А мне вот не нравятся "down" and "up" при использовании с дорогой и улицей или коридором..ну это я так, к слову.Потому что они звучат, как вниз и вверх,  хотя это не обозначают при использовании в качестве предлога с Street или Road или еще чего-то там. Естественно мы говорим "идти по улице или еще по чему-то там" Я не о том, как в русской речи лучше сказать "по" или "на". Это ясно, это не вызывает вопросов, "идти по" не вызывает противоречий. (у меня по крайней мере) Если бы кто-то указал на них, я бы была не против  Похоже ответа так и не дождусь на мой вопрос. Ну у меня еще много вопросов. Буду искать ответы на них....


----------



## Natalisha

JULLIA said:


> Мы можем сказать" Мы двигались по дороге" или "Мы взяли направление на дороге" не надо говорить, что надо делать на дороге. "Мы пошли (шли) по дороге" один из вариантов движения Когда мы идем по дороге, мы идем пешком (walk).У меня  этот глагол не вызывает вопросов. Я о, относительно (about) "go (двигаться или направляться)  on the road" или еще где-нибудь спрашиваю.


  Почему вы считаете, что нужно идти/ехать обязательно в каком-то направлении? Можно ездить кругами, бегать *по* полю, и.д.
Вы не могли бы задать свой вопрос еще раз? По-моему, еще никто не понял, на какой вопрос вы ждете ответ.


----------



## Natalisha

JULLIA said:


> как в русской речи лучше сказать "по" или "он"


Вы, наверное, хотели сказать "по" или "на"?


----------



## JULLIA

Natalisha said:


> Почему вы считаете, что нужно идти/ехать обязательно в каком-то направлении? Можно ездить кругами, бегать *по* полю, и.д.


 Я согласна. Я о вопросе толкую "Where are you going?" Тут нам нужно направление дать нашего движения , а не показать, рассказать, где мы ходим кругами (по полю (на поле) или по дороге (на дороге)(Когда мы (when we are going on the field or on the road))


----------



## rusita preciosa

[JULLIA, I know you wanted an answer in Russian, but sorry I do not have the Rus keyboard, so bear with me]

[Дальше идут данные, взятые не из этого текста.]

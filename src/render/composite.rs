use crate::foundation::error::{TryOnError, TryOnResult};
use crate::foundation::math::{add_sat_u8, mul_div255_u8};

/// Premultiplied RGBA8 pixel.
pub type PremulRgba8 = [u8; 4];

/// Source-over for one premultiplied pixel with an extra opacity multiplier.
pub fn over(dst: PremulRgba8, src: PremulRgba8, opacity: f32) -> PremulRgba8 {
    let opacity = opacity.clamp(0.0, 1.0);
    if opacity <= 0.0 || src[3] == 0 {
        return dst;
    }

    let op = ((opacity * 255.0).round() as i32).clamp(0, 255) as u16;
    let sa = mul_div255_u8(u16::from(src[3]), op);
    if sa == 0 {
        return dst;
    }

    let inv = 255u16 - u16::from(sa);

    let mut out = [0u8; 4];
    out[3] = add_sat_u8(sa, mul_div255_u8(u16::from(dst[3]), inv));

    for i in 0..3 {
        let sc = mul_div255_u8(u16::from(src[i]), op);
        let dc = mul_div255_u8(u16::from(dst[i]), inv);
        out[i] = add_sat_u8(sc, dc);
    }
    out
}

/// Source-over of a whole premultiplied buffer onto `dst`.
pub fn over_in_place(dst: &mut [u8], src: &[u8], opacity: f32) -> TryOnResult<()> {
    if dst.len() != src.len() || !dst.len().is_multiple_of(4) {
        return Err(TryOnError::render(
            "over_in_place expects equal-length rgba8 buffers",
        ));
    }
    for (d, s) in dst.chunks_exact_mut(4).zip(src.chunks_exact(4)) {
        if s[3] == 0 {
            continue;
        }
        let out = over([d[0], d[1], d[2], d[3]], [s[0], s[1], s[2], s[3]], opacity);
        d.copy_from_slice(&out);
    }
    Ok(())
}
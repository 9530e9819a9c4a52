use std::sync::Arc;

pub use kurbo::{Affine, Point, Rect, Size, Vec2};

use crate::foundation::error::{TryOnError, TryOnResult};

/// Output surface dimensions in device pixels.
#[derive(Clone, Copy, Debug, PartialEq, Eq, serde::Serialize, serde::Deserialize)]
pub struct Canvas {
    /// Width in pixels.
    pub width: u32,
    /// Height in pixels.
    pub height: u32,
}

impl Canvas {
    /// Build a canvas from explicit dimensions.
    pub fn new(width: u32, height: u32) -> Self {
        Self { width, height }
    }

    /// Number of bytes of a tightly packed RGBA8 buffer with these dimensions.
    pub fn rgba_len(self) -> usize {
        (self.width as usize)
            .saturating_mul(self.height as usize)
            .saturating_mul(4)
    }
}

/// Premultiplied RGBA8 (r,g,b already multiplied by a).
#[derive(Clone, Copy, Debug, PartialEq, Eq, serde::Serialize, serde::Deserialize)]
pub struct Rgba8Premul {
    /// Red channel premultiplied by alpha.
    pub r: u8,
    /// Green channel premultiplied by alpha.
    pub g: u8,
    /// Blue channel premultiplied by alpha.
    pub b: u8,
    /// Alpha channel.
    pub a: u8,
}

impl Rgba8Premul {
    /// Fully transparent black.
    pub fn transparent() -> Self {
        Self {
            r: 0,
            g: 0,
            b: 0,
            a: 0,
        }
    }

    /// Opaque color from straight RGB components.
    pub fn opaque(r: u8, g: u8, b: u8) -> Self {
        Self { r, g, b, a: 255 }
    }

    /// Convert straight-alpha RGBA8 into premultiplied RGBA8.
    pub fn from_straight_rgba(r: u8, g: u8, b: u8, a: u8) -> Self {
        fn premul(c: u8, a: u8) -> u8 {
            let c = u16::from(c);
            let a = u16::from(a);
            (((c * a) + 127) / 255) as u8
        }

        Self {
            r: premul(r, a),
            g: premul(g, a),
            b: premul(b, a),
            a,
        }
    }

    /// Parse `#rrggbb` or `#rrggbbaa` (straight alpha) into a premultiplied color.
    pub fn from_hex(s: &str) -> Option<Self> {
        let hex = s.strip_prefix('#')?;
        let byte = |i: usize| u8::from_str_radix(hex.get(i..i + 2)?, 16).ok();
        match hex.len() {
            6 => Some(Self::opaque(byte(0)?, byte(2)?, byte(4)?)),
            8 => Some(Self::from_straight_rgba(byte(0)?, byte(2)?, byte(4)?, byte(6)?)),
            _ => None,
        }
    }

    /// Channel array in `[r, g, b, a]` order.
    pub fn to_array(self) -> [u8; 4] {
        [self.r, self.g, self.b, self.a]
    }
}

/// One premultiplied RGBA8 video frame, tightly packed and row-major.
///
/// Pixel storage is shared, so cloning a frame is cheap.
#[derive(Clone, Debug, PartialEq, Eq)]
pub struct VideoFrame {
    /// Frame width in pixels.
    pub width: u32,
    /// Frame height in pixels.
    pub height: u32,
    /// Premultiplied RGBA8 bytes.
    pub rgba8_premul: Arc<Vec<u8>>,
}

impl VideoFrame {
    /// Wrap premultiplied pixels, checking the buffer length against the dimensions.
    pub fn new(width: u32, height: u32, rgba8_premul: Vec<u8>) -> TryOnResult<Self> {
        if width == 0 || height == 0 {
            return Err(TryOnError::validation("video frame dimensions must be non-zero"));
        }
        let expected = Canvas::new(width, height).rgba_len();
        if rgba8_premul.len() != expected {
            return Err(TryOnError::validation(format!(
                "video frame byte length mismatch: got {}, expected {expected}",
                rgba8_premul.len()
            )));
        }
        Ok(Self {
            width,
            height,
            rgba8_premul: Arc::new(rgba8_premul),
        })
    }

    /// A frame filled with a single color.
    pub fn solid(width: u32, height: u32, color: Rgba8Premul) -> TryOnResult<Self> {
        let px = color.to_array();
        let n = (width as usize).saturating_mul(height as usize);
        let mut data = Vec::with_capacity(n.saturating_mul(4));
        for _ in 0..n {
            data.extend_from_slice(&px);
        }
        Self::new(width, height, data)
    }

    /// Frame dimensions as a [`Canvas`].
    pub fn size(&self) -> Canvas {
        Canvas::new(self.width, self.height)
    }

    /// Pixel at `(x, y)`, or `None` outside the frame.
    pub fn pixel(&self, x: u32, y: u32) -> Option<[u8; 4]> {
        if x >= self.width || y >= self.height {
            return None;
        }
        let i = ((y as usize) * (self.width as usize) + (x as usize)) * 4;
        let px = self.rgba8_premul.get(i..i + 4)?;
        Some([px[0], px[1], px[2], px[3]])
    }
}

#[cfg(test)]
#[path = "../../tests/unit/foundation/core.rs"]
mod tests;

I think I understand your question. The issue is that you are confusing the verbs "go" and "walk". Both are translated into Russian as идти, but they have different usages. “On/in” have nothing to do with your question.

Consider this: 
use “go” for идти куда-то (when the destination/location is important)
use “walk” for, “идти ногами” (when the mode is important)

For example: 
We *went* from the cinema to the bar on [no article] 11th Street - мы пошли из кино в бар (the important thing is the destination – the bar)
We *walked* from the cinema to the bar on [no article] 11th Street - мы пошли из кино в бар (the emphasis is on the mode of going there: walking)
We *walked *on the roof from the antenna to the chimney - мы пошли (шли) (направились) по крыше от антенны к трубе
We *went* on the roof from the entenna to the chimeny - doesn't make sense in English
Where did you *go* – куда вы пошли / ушли (destination)
Where did you *walk* - где вы шли / ходили (mode)
We *went* on the roof - мы пошли на крышу (destination)
We *walked* / were walking on the roof - мы шли/ходили по крыше (mode)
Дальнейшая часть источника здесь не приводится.